Despite a lack of any publicly available evidence that proves Russian involvement in hacks of Democrat party organizations, President-elect Donald Trump stated, “As far as hacking, I think it was Russia,” at his press conference Wednesday morning.
The claim by Trump follows incoming Chief of Staff Reince Priebus stating on Fox News that he thinks Trump “accepts the finding. He’s not denying entities in Russia are behind these particular hackings.”
A number of cybersecurity experts have stated in the past few weeks that we do not have enough evidence to confidently connect this summer’s hacks on the DNC and the DCCC to the Russian government, ever after the Obama administration expelled 35 Russians diplomats.
After the Joint Analysis Report (JAR) released at the end of last month, a company that develops a widely used plugin for securing websites reviewed the report and stated that the malware provided in the report is “freely available to anyone who wants it.” The report stated about the IP addresses provided that “nothing in the IP data [points] to Russia specifically.” Security expert Jeffrey Carr, while reviewing the report, stated that “If the White House had unclassified evidence that tied officials in the Russian government to the DNC attack, they would have presented it by now.
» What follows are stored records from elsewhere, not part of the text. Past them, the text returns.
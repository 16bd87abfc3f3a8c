//! The accessory network as the coordinator sees it.
//!
//! [`AccessoryLink`] records what the coordinator asked for in a [`Shared`]
//! block; the BLE tasks pick it up from there.

use embassy_sync::blocking_mutex::raw::CriticalSectionRawMutex;
use embassy_sync::signal::Signal;
use embassy_time::{Duration, Instant};
use log::info;
use portable_atomic::{AtomicBool, AtomicU64, Ordering};

use crate::ports::{ServiceControl, ServiceError};

/// How long a nearby device may read the serial number after the owner
/// opened the lookup.
pub const LOOKUP_WINDOW: Duration = Duration::from_secs(5 * 60);

pub struct Shared {
    ready: AtomicBool,
    enabled: AtomicBool,
    pairing: AtomicBool,
    /// Tick at which the serial number lookup closes.
    lookup_until: AtomicU64,
    /// Raised when `enabled` or `pairing` changes.
    pub changed: Signal<CriticalSectionRawMutex, ()>,
    pub sound_completed: Signal<CriticalSectionRawMutex, ()>,
    pub battery: Signal<CriticalSectionRawMutex, u8>,
}

impl Shared {
    pub const fn new() -> Self {
        Self {
            ready: AtomicBool::new(false),
            enabled: AtomicBool::new(false),
            pairing: AtomicBool::new(false),
            lookup_until: AtomicU64::new(0),
            changed: Signal::new(),
            sound_completed: Signal::new(),
            battery: Signal::new(),
        }
    }

    /// The radio stack is up; requests can be served.
    pub fn mark_ready(&self) {
        self.ready.store(true, Ordering::SeqCst);
    }

    pub fn enabled(&self) -> bool {
        self.enabled.load(Ordering::SeqCst)
    }

    pub fn pairing(&self) -> bool {
        self.pairing.load(Ordering::SeqCst)
    }

    pub fn exit_pairing(&self) {
        self.pairing.store(false, Ordering::SeqCst);
    }

    /// A new owner connected. Completions of sounds it never asked for are
    /// not reported to it.
    pub fn owner_connected(&self) {
        self.sound_completed.reset();
    }

    pub fn serial_lookup_open(&self, now: Instant) -> bool {
        now.as_ticks() < self.lookup_until.load(Ordering::SeqCst)
    }

    fn open_serial_lookup(&self, now: Instant) {
        let until = now + LOOKUP_WINDOW;
        self.lookup_until.store(until.as_ticks(), Ordering::SeqCst);
    }
}

impl Default for Shared {
    fn default() -> Self {
        Self::new()
    }
}

/// State shared between [`AccessoryLink`] and the radio.
pub static SHARED: Shared = Shared::new();

/// [`ServiceControl`] over the BLE GATT server.
pub struct AccessoryLink {
    shared: &'static Shared,
}

impl AccessoryLink {
    pub fn new() -> Self {
        Self::with(&SHARED)
    }

    pub fn with(shared: &'static Shared) -> Self {
        Self { shared }
    }
}

impl Default for AccessoryLink {
    fn default() -> Self {
        Self::new()
    }
}

impl ServiceControl for AccessoryLink {
    fn enable(&mut self) -> Result<(), ServiceError> {
        if !self.is_ready() {
            return Err(ServiceError::NotReady);
        }
        self.shared.enabled.store(true, Ordering::SeqCst);
        self.shared.changed.signal(());
        Ok(())
    }

    fn disable(&mut self) -> Result<(), ServiceError> {
        if !self.is_ready() {
            return Err(ServiceError::NotReady);
        }
        self.shared.enabled.store(false, Ordering::SeqCst);
        self.shared.pairing.store(false, Ordering::SeqCst);
        self.shared.changed.signal(());
        Ok(())
    }

    fn is_ready(&self) -> bool {
        self.shared.ready.load(Ordering::SeqCst)
    }

    fn sound_completed_indicate(&mut self) -> Result<(), ServiceError> {
        self.shared.sound_completed.signal(());
        Ok(())
    }

    fn pairing_mode_enter(&mut self) -> Result<(), ServiceError> {
        if !self.shared.enabled() {
            return Err(ServiceError::NotReady);
        }
        self.shared.pairing.store(true, Ordering::SeqCst);
        self.shared.changed.signal(());
        Ok(())
    }

    fn serial_number_lookup_enable(&mut self) -> Result<(), ServiceError> {
        self.shared.open_serial_lookup(Instant::now());
        Ok(())
    }

    fn factory_reset(&mut self) -> Result<(), ServiceError> {
        info!("[link] forgetting owner");
        self.shared.enabled.store(false, Ordering::SeqCst);
        self.shared.pairing.store(false, Ordering::SeqCst);
        self.shared.lookup_until.store(0, Ordering::SeqCst);
        self.shared.changed.signal(());
        Ok(())
    }

    fn battery_level_set(&mut self, percent: u8) {
        self.shared.battery.signal(percent);
    }
}

#[cfg(test)]
mod tests {
    use super::*;

    #[test]
    fn requests_wait_for_the_radio() {
        static SHARED: Shared = Shared::new();
        let mut link = AccessoryLink::with(&SHARED);
        assert_eq!(link.enable(), Err(ServiceError::NotReady));
        assert!(!SHARED.enabled());

        SHARED.mark_ready();
        assert_eq!(link.enable(), Ok(()));
        assert!(SHARED.enabled());
        assert!(SHARED.changed.signaled());
    }

    #[test]
    fn pairing_needs_the_service_enabled() {
        static SHARED: Shared = Shared::new();
        SHARED.mark_ready();
        let mut link = AccessoryLink::with(&SHARED);
        assert_eq!(link.pairing_mode_enter(), Err(ServiceError::NotReady));

        link.enable().unwrap();
        link.pairing_mode_enter().unwrap();
        assert!(SHARED.pairing());
        link.disable().unwrap();
        assert!(!SHARED.pairing());
    }

    #[test]
    fn completion_is_not_carried_over_to_the_next_owner() {
        static SHARED: Shared = Shared::new();
        let mut link = AccessoryLink::with(&SHARED);
        link.sound_completed_indicate().unwrap();
        assert!(SHARED.sound_completed.signaled());

        SHARED.owner_connected();
        assert!(!SHARED.sound_completed.signaled());

        link.sound_completed_indicate().unwrap();
        assert!(SHARED.sound_completed.signaled());
    }

    #[test]
    fn serial_lookup_closes_after_its_window() {
        static SHARED: Shared = Shared::new();
        let mut link = AccessoryLink::with(&SHARED);
        let opened = Instant::now();
        assert!(!SHARED.serial_lookup_open(opened));

        link.serial_number_lookup_enable().unwrap();
        let now = Instant::now();
        assert!(SHARED.serial_lookup_open(now));
        assert!(SHARED.serial_lookup_open(opened + LOOKUP_WINDOW - Duration::from_secs(1)));
        assert!(!SHARED.serial_lookup_open(now + LOOKUP_WINDOW));

        link.factory_reset().unwrap();
        assert!(!SHARED.serial_lookup_open(now));
    }
}
//! Cold-reset marker kept in RTC fast memory, which survives a software reset
//! but not a power cycle.

use crate::ports::ResetMarker;

const MAGIC: u32 = 0xC01D_B007;

#[esp_hal::ram(rtc_fast, persistent)]
static mut COLD_RESET: u32 = 0;

pub struct RtcMarker;

impl ResetMarker for RtcMarker {
    fn set_marker(&mut self) {
        // SAFETY: only the coordinator task touches the marker.
        unsafe { (&raw mut COLD_RESET).write_volatile(MAGIC) }
    }

    fn check_and_clear_marker(&mut self) -> bool {
        // SAFETY: only the coordinator task touches the marker.
        unsafe {
            let set = (&raw const COLD_RESET).read_volatile() == MAGIC;
            (&raw mut COLD_RESET).write_volatile(0);
            set
        }
    }
}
The fact that they didn’t means either that the evidence doesn’t exist or that it is classified.”
Meanwhile, other sources–even the left-of-center Rolling Stone–have voiced heavy criticism of the Obama administration’s handling of the accusations against Russia. Both widely read technology blog Ars Technica, as well as Matt Taibbi from Rolling Stone, blasted the Obama intelligence agencies. As Matt Taibbi wrote in his article “Something About This Russia Story Stinks“:
If the American security agencies had smoking-gun evidence that the Russians had an organized campaign to derail the U.S. presidential election and deliver the White House to Trump, then expelling a few dozen diplomats after the election seems like an oddly weak and ill-timed response. Voices in both parties are saying this now.
Taibbi compared the baselessness of the accusations against Russia to those of the Bush administration’s historically false allegations about Iraq’s WMD possession: “Like the WMD story, there’s an element of salesmanship the government is using to push the hacking narrative that should make reporters nervous… Did the Russians do it? Very possibly, in which case it should be reported to the max. But the press right now is flying blind. Plowing ahead with credulous accounts is problematic because so many different feasible scenarios are in play.”
Previously, Trump has been skeptical of both the current claims about Russia, as well as claims of Weapons of Mass Destruction by intelligence agencies that led up to the Iraq War. Trump said during a February debate in South Carolina about the WMD claims:
They lied. They said there were weapons of mass destruction, there were none. And they knew there were none. There were no weapons of mass destruction.
Little is known about the contents of last week’s secret meeting between Trump, Obama, and four intelligence heads. It is unknown whether the meeting provided more information than the widely discredited report released by BuzzFeed yesterday.